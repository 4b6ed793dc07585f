// Copyright (c) 2025 Kirky.X
//
// Licensed under the MIT License
// See LICENSE file in the project root for full license information.

use crate::config::settings::RendererSettings;
use crate::engines::traits::{RenderError, Renderer};
use async_trait::async_trait;
use chromiumoxide::{Browser, BrowserConfig, Page};
use futures::StreamExt;
use std::time::{Duration, Instant};
use tokio::sync::OnceCell;
use tracing::{debug, info, warn};

// Shared browser, launched or connected on first use.
static BROWSER_INSTANCE: OnceCell<Browser> = OnceCell::const_new();

/// 获取或初始化共享浏览器实例
///
/// 配置了远程调试地址时连接已有实例，否则启动本地无头 Chrome
pub async fn get_browser(remote_debugging_url: Option<&str>) -> Result<&'static Browser, RenderError> {
    BROWSER_INSTANCE
        .get_or_try_init(|| async {
            let (browser, mut handler) = if let Some(url) = remote_debugging_url {
                info!("Connecting to remote Chrome instance at: {}", url);
                Browser::connect(url).await.map_err(|e| {
                    RenderError::Browser(format!("Failed to connect to remote Chrome: {}", e))
                })?
            } else {
                let config = BrowserConfig::builder()
                    .no_sandbox()
                    .request_timeout(Duration::from_secs(30))
                    .arg("--disable-gpu")
                    .arg("--disable-dev-shm-usage")
                    .build()
                    .map_err(RenderError::Browser)?;

                Browser::launch(config)
                    .await
                    .map_err(|e| RenderError::Browser(e.to_string()))?
            };

            // Drive browser events until the connection closes
            tokio::spawn(async move {
                while let Some(event) = handler.next().await {
                    if event.is_err() {
                        break;
                    }
                }
            });

            Ok(browser)
        })
        .await
}

/// Chrome渲染器
///
/// 基于chromiumoxide加载页面，等待页面稳定后返回最终DOM
pub struct ChromeRenderer {
    remote_debugging_url: Option<String>,
    settle: Duration,
    timeout: Duration,
}

impl ChromeRenderer {
    pub fn new(settings: &RendererSettings) -> Self {
        Self {
            remote_debugging_url: settings.remote_debugging_url.clone(),
            settle: Duration::from_millis(settings.settle_ms),
            timeout: settings.timeout(),
        }
    }

    async fn load(&self, page: &Page) -> Result<String, RenderError> {
        page.wait_for_navigation()
            .await
            .map_err(|e| RenderError::Browser(e.to_string()))?;

        // Let client-side scripts finish mutating the DOM
        tokio::time::sleep(self.settle).await;

        page.content()
            .await
            .map_err(|e| RenderError::Browser(e.to_string()))
    }
}

/// 可关闭的浏览器标签页
#[async_trait]
trait Tab: Send + 'static {
    async fn close_tab(self) -> Result<(), String>;
}

#[async_trait]
impl Tab for Page {
    async fn close_tab(self) -> Result<(), String> {
        self.close().await.map_err(|e| e.to_string())
    }
}

/// 标签页守卫
///
/// 正常路径显式关闭标签页；若渲染future在关闭前被丢弃，
/// 在后台任务中关闭，共享浏览器中不会残留标签页
struct PageGuard<P: Tab> {
    page: Option<P>,
}

impl<P: Tab> PageGuard<P> {
    fn new(page: P) -> Self {
        Self { page: Some(page) }
    }

    async fn close(mut self, url: &str) {
        if let Some(page) = self.page.take() {
            if let Err(e) = page.close_tab().await {
                warn!(url, error = %e, "Failed to close page");
            }
        }
    }
}

impl<P: Tab> Drop for PageGuard<P> {
    fn drop(&mut self) {
        if let Some(page) = self.page.take() {
            if let Ok(handle) = tokio::runtime::Handle::try_current() {
                handle.spawn(async move {
                    if let Err(e) = page.close_tab().await {
                        warn!(error = %e, "Failed to close abandoned page");
                    }
                });
            }
        }
    }
}

#[async_trait]
impl Renderer for ChromeRenderer {
    /// 渲染页面
    ///
    /// # 参数
    ///
    /// * `url` - 页面URL
    ///
    /// # 返回值
    ///
    /// * `Ok(String)` - 渲染后的HTML
    /// * `Err(RenderError)` - 浏览器错误或超时
    async fn render(&self, url: &str) -> Result<String, RenderError> {
        let start = Instant::now();
        let browser = get_browser(self.remote_debugging_url.as_deref()).await?;

        let page = tokio::time::timeout(self.timeout, browser.new_page(url))
            .await
            .map_err(|_| RenderError::Timeout(self.timeout))?
            .map_err(|e| RenderError::Browser(e.to_string()))?;
        let guard = PageGuard::new(page.clone());

        let result = tokio::time::timeout(self.timeout, self.load(&page))
            .await
            .unwrap_or(Err(RenderError::Timeout(self.timeout)));

        guard.close(url).await;

        if let Ok(content) = &result {
            debug!(
                url,
                bytes = content.len(),
                elapsed_ms = start.elapsed().as_millis() as u64,
                "Page rendered"
            );
        }
        result
    }

    fn name(&self) -> &'static str {
        "chrome"
    }
}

*Task requirements*
I need every line of the material that includes "tokio", so please copy them out.

*The completed task*
use tokio::sync::OnceCell;
            tokio::spawn(async move {
        tokio::time::sleep(self.settle).await;
            if let Ok(handle) = tokio::runtime::Handle::try_current() {
        let page = tokio::time::timeout(self.timeout, browser.new_page(url))
        let result = tokio::time::timeout(self.timeout, self.load(&page))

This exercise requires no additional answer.